Abstract
A wave of financial irregularity broke out in the United States in 2001-2002,
culminating in the Sarbanes-Oxley Act of 2002. A worldwide stock market bubble burst
over this same period, with the actual market decline on a percentage basis being
somewhat more severe in Europe. Yet, no corresponding wave of financial scandals
involving a similar level of companies broke out in Europe. Indeed, those scandals that
did arise in Europe often had American roots (e.g., Vivendi, Ahold, Adecco, etc.). Given
the higher level of public and private enforcement in the United States for securities fraud,
this contrast seems perplexing.
What explains this contrast? This paper submits that different kinds of scandals
characterize different systems of corporate governance. In particular, dispersed
ownership systems of governance are prone to the forms of earnings management that
erupted in the United States, but concentrated ownership systems are much less
vulnerable.
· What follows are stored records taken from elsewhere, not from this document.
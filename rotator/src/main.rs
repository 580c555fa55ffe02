use std::{
    fs,
    path::{Path, PathBuf},
    process::ExitCode,
    time::Duration,
};

use anyhow::{anyhow, Context, Result};
use clap::{Parser, Subcommand};
use owner_rotation::{
    address::checksummed,
    config::{load_key_file, DEFAULT_GAS_LIMIT, DEFAULT_RPC_URL},
    gate::{evaluate, require_verified},
    resolver::OwnerRegistry,
    rpc::EthersChain,
    AgentSigner, ExecutionStrategy, GateDecision, PipelineConfig, RotationConfig,
    RotationPipeline, RotationRequest, RotationResponse, Turn, TxSigner,
};
use secrecy::SecretString;
use serde_json::{json, Value};
use time::{format_description::well_known::Rfc3339, OffsetDateTime};
use tracing::info;
use tracing_subscriber::EnvFilter;

/// Rotate the human co-owner of a Safe to a new address, signed by the agent co-owner.
///
/// Every command prints a JSON document on stdout; logs go to stderr (`RUST_LOG` controls them).
#[derive(Parser, Debug)]
#[command(author, version, about)]
struct Cli {
    /// JSON-RPC endpoint of the chain the Safe lives on.
    #[arg(long, env = "RPC_URL", default_value = DEFAULT_RPC_URL, global = true)]
    rpc_url: String,

    /// Safe address. Defaults to the built-in wallet.
    #[arg(long, env = "SAFE_ADDRESS", global = true)]
    safe: Option<String>,

    /// `safe-exec` (execTransaction) or `direct-call` (swapOwner from the agent account).
    #[arg(long, env = "EXECUTION_STRATEGY", default_value_t = ExecutionStrategy::SafeExec, global = true)]
    strategy: ExecutionStrategy,

    /// Gas limit of the outer transaction.
    #[arg(long, env = "GAS_LIMIT", default_value_t = DEFAULT_GAS_LIMIT, global = true)]
    gas_limit: u64,

    /// Per-request RPC timeout in seconds.
    #[arg(long, env = "RPC_TIMEOUT_SECS", default_value_t = 30, global = true)]
    rpc_timeout_secs: u64,

    /// Path to a JSON key file (`{"private_key": "0x..", "address": "0x.."}`).
    #[arg(long, env = "PRIV_KEY_PATH", conflicts_with = "private_key", global = true)]
    private_key_path: Option<PathBuf>,

    /// Agent private key (hex string, 0x...).
    #[arg(
        long,
        env = "PKEY",
        hide_env_values = true,
        conflicts_with = "private_key_path",
        global = true
    )]
    private_key: Option<String>,

    #[command(subcommand)]
    command: Command,
}

#[derive(Subcommand, Debug)]
enum Command {
    /// Replace the human owner with `--new-address`.
    Switch {
        #[arg(long)]
        new_address: String,

        /// Conversation transcript (JSON array of `{role, text}`); gates the rotation when given.
        #[arg(long)]
        transcript: Option<PathBuf>,

        /// Stop after simulation; nothing is signed or broadcast.
        #[arg(long)]
        dry_run: bool,
    },
    /// Print the current owner set, wallet nonce and threshold.
    Owners,
    /// Evaluate the verification gate over a transcript. Exits non-zero when unauthorized.
    Gate { transcript: PathBuf },
}

#[tokio::main]
async fn main() -> ExitCode {
    dotenv::dotenv().ok();
    tracing_subscriber::fmt()
        .with_env_filter(
            EnvFilter::try_from_default_env().unwrap_or_else(|_| EnvFilter::new("info")),
        )
        .with_writer(std::io::stderr)
        .init();

    let cli = Cli::parse();
    match run(&cli).await {
        Ok(true) => ExitCode::SUCCESS,
        Ok(false) => ExitCode::FAILURE,
        Err(err) => {
            eprintln!("error: {err:#}");
            ExitCode::FAILURE
        }
    }
}

/// Returns whether the command succeeded; errors are reserved for setup problems.
async fn run(cli: &Cli) -> Result<bool> {
    let config = rotation_config(cli)?;

    match &cli.command {
        Command::Switch {
            new_address,
            transcript,
            dry_run,
        } => {
            let conversation = transcript.as_deref().map(read_transcript).transpose()?;
            let chain = EthersChain::new(&config.rpc_url, config.rpc_timeout)?;
            let pipeline = RotationPipeline::new(chain, load_signer(cli)?, config.pipeline);
            info!(
                safe = %config.pipeline.safe,
                agent = %pipeline.agent(),
                strategy = %config.pipeline.strategy,
                "starting owner rotation"
            );

            let (output, ok) = if *dry_run {
                dry_run_switch(&pipeline, new_address, conversation.as_deref()).await
            } else {
                let request = RotationRequest {
                    new_address: new_address.clone(),
                    conversation,
                };
                let response = pipeline.handle(&request).await;
                let ok = response.is_success();
                (stamped(&response)?, ok)
            };
            print_json(&output)?;
            Ok(ok)
        }
        Command::Owners => {
            let chain = EthersChain::new(&config.rpc_url, config.rpc_timeout)?;
            let registry = OwnerRegistry::new(&chain, config.pipeline.safe);
            let owners = registry.owners().await?;
            let nonce = registry.wallet_nonce().await?;
            let threshold = registry.threshold().await?;
            print_json(&json!({
                "safe": checksummed(config.pipeline.safe),
                "owners": owners.into_iter().map(checksummed).collect::<Vec<_>>(),
                "nonce": nonce.to_string(),
                "threshold": threshold.to_string(),
            }))?;
            Ok(true)
        }
        Command::Gate { transcript } => {
            let turns = read_transcript(transcript)?;
            let decision = evaluate(&turns);
            print_json(&json!({
                "decision": match decision {
                    GateDecision::Authorized => "authorized",
                    GateDecision::Unauthorized => "unauthorized",
                },
                "turns": turns.len(),
            }))?;
            Ok(decision == GateDecision::Authorized)
        }
    }
}

async fn dry_run_switch<S: TxSigner>(
    pipeline: &RotationPipeline<EthersChain, S>,
    new_address: &str,
    conversation: Option<&[Turn]>,
) -> (Value, bool) {
    if let Some(turns) = conversation {
        if let Err(err) = require_verified(turns) {
            return (json!(RotationResponse::failed(&err)), false);
        }
    }
    match pipeline.plan(new_address).await {
        Ok(planned) => (
            json!({
                "message": "Simulation succeeded; nothing was sent.",
                "strategy": planned.envelope.strategy.to_string(),
                "prev_owner": checksummed(planned.swap.predecessor),
                "old_owner": checksummed(planned.swap.outgoing),
                "new_owner": checksummed(planned.swap.incoming),
                "nonce": planned.envelope.tx.nonce.to_string(),
                "hash": planned.envelope.hash.to_string(),
            }),
            true,
        ),
        Err(err) => (json!(RotationResponse::failed(&err)), false),
    }
}

fn rotation_config(cli: &Cli) -> Result<RotationConfig> {
    let mut config = RotationConfig {
        rpc_url: cli.rpc_url.clone(),
        rpc_timeout: Duration::from_secs(cli.rpc_timeout_secs),
        ..RotationConfig::default()
    };
    if let Some(ref safe) = cli.safe {
        config = config.with_safe(safe)?;
    }
    config.pipeline = PipelineConfig {
        strategy: cli.strategy,
        gas_limit: cli.gas_limit,
        ..config.pipeline
    };
    Ok(config)
}

fn load_signer(cli: &Cli) -> Result<AgentSigner> {
    if let Some(ref path) = cli.private_key_path {
        Ok(load_key_file(path)?)
    } else if let Some(ref pk) = cli.private_key {
        Ok(AgentSigner::from_hex(&SecretString::from(pk.as_str()))?)
    } else {
        Err(anyhow!(
            "missing agent key: provide --private-key-path or --private-key (or set PRIV_KEY_PATH/PKEY)"
        ))
    }
}

fn read_transcript(path: &Path) -> Result<Vec<Turn>> {
    let raw = fs::read_to_string(path)
        .with_context(|| format!("failed reading {}", path.display()))?;
    serde_json::from_str(&raw)
        .with_context(|| format!("failed parsing transcript JSON in {}", path.display()))
}

fn stamped(response: &RotationResponse) -> Result<Value> {
    let now = OffsetDateTime::now_utc()
        .format(&Rfc3339)
        .unwrap_or_else(|_| "unknown".to_string());
    let mut value = serde_json::to_value(response).context("failed serialising response")?;
    value["submitted_at"] = json!(now);
    Ok(value)
}

fn print_json(value: &Value) -> Result<()> {
    let out = serde_json::to_string_pretty(value).context("failed serialising output")?;
    println!("{out}");
    Ok(())
}
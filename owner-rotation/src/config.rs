//! Process configuration.
//!
//! Built once at startup and passed into the pipeline; nothing here is global.

use std::{fmt, fs, path::Path, str::FromStr, time::Duration};

use alloy_primitives::{address, Address};
use secrecy::SecretString;
use serde::Deserialize;

use crate::{
    address::parse_address,
    signer::{AgentSigner, TxSigner},
};

pub const DEFAULT_RPC_URL: &str = "https://rpc.gnosischain.com";
pub const DEFAULT_SAFE: Address = address!("f3939FE058981eF1AC0CD5C316E6270F5C65F591");
pub const DEFAULT_GAS_LIMIT: u64 = 200_000;
pub const DEFAULT_RPC_TIMEOUT: Duration = Duration::from_secs(30);

/// Errors while loading configuration or key material.
#[derive(Debug, thiserror::Error)]
pub enum ConfigError {
    #[error("unknown execution strategy {0:?} (expected safe-exec or direct-call)")]
    UnknownStrategy(String),
    #[error("invalid rpc url {url}: {reason}")]
    InvalidRpcUrl { url: String, reason: String },
    #[error("invalid address in configuration: {0}")]
    InvalidAddress(String),
    #[error("failed reading key file {path}: {source}")]
    KeyFileRead {
        path: String,
        #[source]
        source: std::io::Error,
    },
    #[error("failed parsing key file {path}: {source}")]
    KeyFileParse {
        path: String,
        #[source]
        source: serde_json::Error,
    },
    #[error("invalid private key: {0}")]
    InvalidKey(String),
    #[error("key file declares address {declared} but the key controls {derived}")]
    AddressMismatch { declared: Address, derived: Address },
}

/// How the owner swap reaches the Safe.
#[derive(Clone, Copy, Debug, Default, PartialEq, Eq)]
pub enum ExecutionStrategy {
    /// `execTransaction` carrying a signature over the SafeTx hash; wallet nonce in the hash.
    #[default]
    SafeExec,
    /// Plain transaction calling `swapOwner` on the Safe; account nonce in the transaction.
    DirectCall,
}

impl fmt::Display for ExecutionStrategy {
    fn fmt(&self, f: &mut fmt::Formatter<'_>) -> fmt::Result {
        match self {
            ExecutionStrategy::SafeExec => f.write_str("safe-exec"),
            ExecutionStrategy::DirectCall => f.write_str("direct-call"),
        }
    }
}

impl FromStr for ExecutionStrategy {
    type Err = ConfigError;

    fn from_str(s: &str) -> Result<Self, Self::Err> {
        match s.trim().to_ascii_lowercase().as_str() {
            "safe-exec" | "safe_exec" | "safe" => Ok(ExecutionStrategy::SafeExec),
            "direct-call" | "direct_call" | "direct" => Ok(ExecutionStrategy::DirectCall),
            other => Err(ConfigError::UnknownStrategy(other.to_string())),
        }
    }
}

/// Settings the pipeline itself needs.
#[derive(Clone, Copy, Debug, PartialEq, Eq)]
pub struct PipelineConfig {
    pub safe: Address,
    pub strategy: ExecutionStrategy,
    /// Gas limit of the broadcast transaction.
    pub gas_limit: u64,
}

impl PipelineConfig {
    pub fn new(safe: Address) -> Self {
        Self {
            safe,
            strategy: ExecutionStrategy::default(),
            gas_limit: DEFAULT_GAS_LIMIT,
        }
    }
}

/// Full process configuration.
#[derive(Clone, Debug)]
pub struct RotationConfig {
    pub rpc_url: String,
    pub rpc_timeout: Duration,
    pub pipeline: PipelineConfig,
}

impl Default for RotationConfig {
    fn default() -> Self {
        Self {
            rpc_url: DEFAULT_RPC_URL.to_string(),
            rpc_timeout: DEFAULT_RPC_TIMEOUT,
            pipeline: PipelineConfig::new(DEFAULT_SAFE),
        }
    }
}

impl RotationConfig {
    pub fn with_safe(mut self, raw: &str) -> Result<Self, ConfigError> {
        self.pipeline.safe =
            parse_address(raw).map_err(|e| ConfigError::InvalidAddress(e.to_string()))?;
        Ok(self)
    }
}

/// On-disk key file: `{ "private_key": "0x..", "address": "0x.." }`.
#[derive(Deserialize)]
struct KeyFile {
    private_key: String,
    #[serde(default)]
    address: Option<String>,
}

/// Load the agent key from a JSON key file, checking the declared address if present.
pub fn load_key_file(path: &Path) -> Result<AgentSigner, ConfigError> {
    let display = path.display().to_string();
    let raw = fs::read_to_string(path).map_err(|source| ConfigError::KeyFileRead {
        path: display.clone(),
        source,
    })?;
    let file: KeyFile = serde_json::from_str(&raw).map_err(|source| ConfigError::KeyFileParse {
        path: display,
        source,
    })?;

    let secret = SecretString::from(file.private_key);
    let signer = AgentSigner::from_hex(&secret)?;
    if let Some(declared) = file.address {
        let declared =
            parse_address(&declared).map_err(|e| ConfigError::InvalidAddress(e.to_string()))?;
        if declared != signer.address() {
            return Err(ConfigError::AddressMismatch {
                declared,
                derived: signer.address(),
            });
        }
    }
    Ok(signer)
}
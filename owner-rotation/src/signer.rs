//! Agent key handling and signature production.
//!
//! The key is loaded once at startup and only read afterwards; signing is a pure function
//! of (key, digest), so a shared `AgentSigner` needs no locking.

use std::fmt;

use alloy_primitives::{Address, Bytes, B256};
use ethers::types::{transaction::eip2718::TypedTransaction, Signature as EthersSignature, U256 as EthersU256};
use k256::ecdsa::{RecoveryId, Signature, SigningKey, VerifyingKey};
use secrecy::{ExposeSecret, SecretString};

use crate::{
    config::ConfigError,
    convert::{from_ethers_bytes, from_h256},
    errors::RotationError,
    utils::crypto::address_of,
};

/// secp256k1 signature with its recovery id (0 or 1).
#[derive(Clone, Copy, PartialEq, Eq)]
pub struct RecoverableSignature {
    pub r: B256,
    pub s: B256,
    pub recovery_id: u8,
}

impl RecoverableSignature {
    /// `r || s || v` with `v = 27 + recovery id`, the form the Safe verifies with `ecrecover`.
    pub fn to_safe_bytes(&self) -> [u8; 65] {
        let mut out = [0u8; 65];
        out[..32].copy_from_slice(self.r.as_slice());
        out[32..64].copy_from_slice(self.s.as_slice());
        out[64] = 27 + self.recovery_id;
        out
    }

    /// Parse `r || s || v`, accepting `v` in {0, 1, 27, 28}.
    pub fn from_safe_bytes(sig: &[u8]) -> Option<Self> {
        if sig.len() != 65 {
            return None;
        }
        let recovery_id = match sig[64] {
            v @ (0 | 1) => v,
            v @ (27 | 28) => v - 27,
            _ => return None,
        };
        Some(Self {
            r: B256::from_slice(&sig[..32]),
            s: B256::from_slice(&sig[32..64]),
            recovery_id,
        })
    }

    /// EIP-155 signature for a legacy transaction on `chain_id`.
    pub fn to_eip155(&self, chain_id: u64) -> Result<EthersSignature, RotationError> {
        let v = chain_id
            .checked_mul(2)
            .and_then(|v| v.checked_add(35 + u64::from(self.recovery_id)))
            .ok_or_else(|| {
                RotationError::SigningFailed(format!("chain id {chain_id} overflows EIP-155 v"))
            })?;
        Ok(EthersSignature {
            r: EthersU256::from_big_endian(self.r.as_slice()),
            s: EthersU256::from_big_endian(self.s.as_slice()),
            v,
        })
    }
}

impl fmt::Debug for RecoverableSignature {
    fn fmt(&self, f: &mut fmt::Formatter<'_>) -> fmt::Result {
        f.debug_struct("RecoverableSignature")
            .field("recovery_id", &self.recovery_id)
            .finish_non_exhaustive()
    }
}

/// Something that can sign 32-byte digests on behalf of one account.
pub trait TxSigner: Send + Sync {
    fn address(&self) -> Address;

    fn sign_prehash(&self, hash: B256) -> Result<RecoverableSignature, RotationError>;
}

/// The agent's secp256k1 key.
pub struct AgentSigner {
    key: SigningKey,
    address: Address,
}

impl AgentSigner {
    pub fn new(key: SigningKey) -> Self {
        let address = address_of(key.verifying_key());
        Self { key, address }
    }

    /// Parse a hex private key (with or without `0x`).
    pub fn from_hex(secret: &SecretString) -> Result<Self, ConfigError> {
        let raw = secret.expose_secret().trim();
        let raw = raw.strip_prefix("0x").unwrap_or(raw);
        let bytes = hex::decode(raw).map_err(|_| ConfigError::InvalidKey("not hex".into()))?;
        if bytes.len() != 32 {
            return Err(ConfigError::InvalidKey(format!(
                "expected 32 bytes, got {}",
                bytes.len()
            )));
        }
        let key = SigningKey::from_slice(&bytes)
            .map_err(|_| ConfigError::InvalidKey("not a valid secp256k1 scalar".into()))?;
        Ok(Self::new(key))
    }
}

impl fmt::Debug for AgentSigner {
    fn fmt(&self, f: &mut fmt::Formatter<'_>) -> fmt::Result {
        f.debug_struct("AgentSigner")
            .field("address", &self.address)
            .finish_non_exhaustive()
    }
}

impl TxSigner for AgentSigner {
    fn address(&self) -> Address {
        self.address
    }

    fn sign_prehash(&self, hash: B256) -> Result<RecoverableSignature, RotationError> {
        let (signature, recovery_id) = self
            .key
            .sign_prehash_recoverable(hash.as_slice())
            .map_err(|e| RotationError::SigningFailed(e.to_string()))?;
        let (r, s) = signature.split_bytes();
        Ok(RecoverableSignature {
            r: B256::from_slice(r.as_slice()),
            s: B256::from_slice(s.as_slice()),
            recovery_id: recovery_id.to_byte(),
        })
    }
}

impl<T: TxSigner + ?Sized> TxSigner for &T {
    fn address(&self) -> Address {
        (**self).address()
    }

    fn sign_prehash(&self, hash: B256) -> Result<RecoverableSignature, RotationError> {
        (**self).sign_prehash(hash)
    }
}

/// Recover the signing account of `hash`.
pub fn recover_signer(hash: B256, sig: &RecoverableSignature) -> Option<Address> {
    let mut rs = [0u8; 64];
    rs[..32].copy_from_slice(sig.r.as_slice());
    rs[32..].copy_from_slice(sig.s.as_slice());
    let signature = Signature::from_slice(&rs).ok()?;
    let recovery_id = RecoveryId::from_byte(sig.recovery_id)?;
    let key = VerifyingKey::recover_from_prehash(hash.as_slice(), &signature, recovery_id).ok()?;
    Some(address_of(&key))
}

/// Sign a legacy transaction and return its RLP encoding, ready for broadcast.
pub fn sign_legacy<S: TxSigner + ?Sized>(
    signer: &S,
    tx: &TypedTransaction,
    chain_id: u64,
) -> Result<Bytes, RotationError> {
    let sighash = from_h256(tx.sighash());
    let sig = signer.sign_prehash(sighash)?;
    let sig = sig.to_eip155(chain_id)?;
    Ok(from_ethers_bytes(tx.rlp_signed(&sig)))
}

#[cfg(test)]
mod tests {
    use super::*;
    use crate::builder::{legacy_transaction, GasParams};
    use alloy_primitives::U256;
    use ethers::utils::rlp::Rlp;

    const KEY: &str = "0x4c0883a69102937d6231471b5dbb6204fe5129617082792ae468d01a3f362318";

    fn signer() -> AgentSigner {
        AgentSigner::from_hex(&SecretString::from(KEY)).unwrap()
    }

    #[test]
    fn derives_known_addresses() {
        assert_eq!(
            signer().address().to_checksum(None),
            "0x2c7536E3605D9C16a7a3D7b1898e529396a65c23"
        );
        let one = AgentSigner::from_hex(&SecretString::from(
            "0000000000000000000000000000000000000000000000000000000000000001",
        ))
        .unwrap();
        assert_eq!(
            one.address().to_checksum(None),
            "0x7E5F4552091A69125d5DfCb7b8C2659029395Bdf"
        );
    }

    #[test]
    fn rejects_bad_keys() {
        assert!(AgentSigner::from_hex(&SecretString::from("0x1234")).is_err());
        assert!(AgentSigner::from_hex(&SecretString::from("zz")).is_err());
        assert!(AgentSigner::from_hex(&SecretString::from(
            "0x0000000000000000000000000000000000000000000000000000000000000000"
        ))
        .is_err());
    }

    #[test]
    fn debug_hides_key() {
        let rendered = format!("{:?}", signer());
        assert!(!rendered.contains("4c0883a6"));
        assert!(rendered.contains("address"));
    }

    #[test]
    fn signature_recovers_to_signer() {
        let s = signer();
        let hash = B256::repeat_byte(0x42);
        let sig = s.sign_prehash(hash).unwrap();
        assert_eq!(recover_signer(hash, &sig), Some(s.address()));

        let bytes = sig.to_safe_bytes();
        assert!(bytes[64] == 27 || bytes[64] == 28);
        assert_eq!(RecoverableSignature::from_safe_bytes(&bytes), Some(sig));
    }

    #[test]
    fn signing_is_deterministic() {
        let hash = B256::repeat_byte(0x07);
        assert_eq!(signer().sign_prehash(hash).unwrap(), signer().sign_prehash(hash).unwrap());
    }

    #[test]
    fn signed_legacy_transaction_decodes_with_sender() {
        let s = signer();
        let gas = GasParams {
            gas_limit: U256::from(200_000u64),
            gas_price: U256::from(1_000_000_000u64),
        };
        let tx = legacy_transaction(
            100,
            s.address(),
            Address::repeat_byte(0x5a),
            &Bytes::from(vec![1, 2, 3]),
            U256::from(4u64),
            &gas,
        );
        let raw = sign_legacy(&s, &tx, 100).unwrap();

        let rlp = Rlp::new(&raw);
        let (decoded, sig) = TypedTransaction::decode_signed(&rlp).unwrap();
        assert!(sig.v == 235 || sig.v == 236);
        let from = sig.recover(decoded.sighash()).unwrap();
        assert_eq!(crate::convert::from_h160(from), s.address());
    }

    #[test]
    fn eip155_v_overflow_is_a_signing_error() {
        let sig = signer().sign_prehash(B256::repeat_byte(0x01)).unwrap();
        assert!(sig.to_eip155(100).is_ok());
        let err = sig.to_eip155(u64::MAX / 2 + 1).unwrap_err();
        assert_eq!(err.kind(), "signing_failed");
    }
}
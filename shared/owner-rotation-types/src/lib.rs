//! Shared types for Safe owner rotation: owner-list primitives and the chain boundary.

pub mod chain;
pub mod owners;

pub use chain::{CallRequest, ChainClient, ChainError};
pub use owners::{Operation, PendingSwap, SENTINEL};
Instead, the characteristic scandal in concentrated ownership economics is the
appropriation of private benefits of control. Here, Parmalat is the representative scandal,
just as Enron and WorldCom are the iconic examples of fraud in dispersed ownership
regimes.
Is this difference meaningful? This article suggests that this difference in the
likely source of, and motive for, financial misconduct has implications both for the utility
of gatekeepers as reputational intermediaries and for design of legal controls to protect
public shareholders. What works in one system will likely not work (at least as well) in
the other. The difficulty in achieving auditor independence in a corporation with a
controlling shareholder may also imply that minority shareholders in concentrated
ownership economies should directly select their own gatekeepers.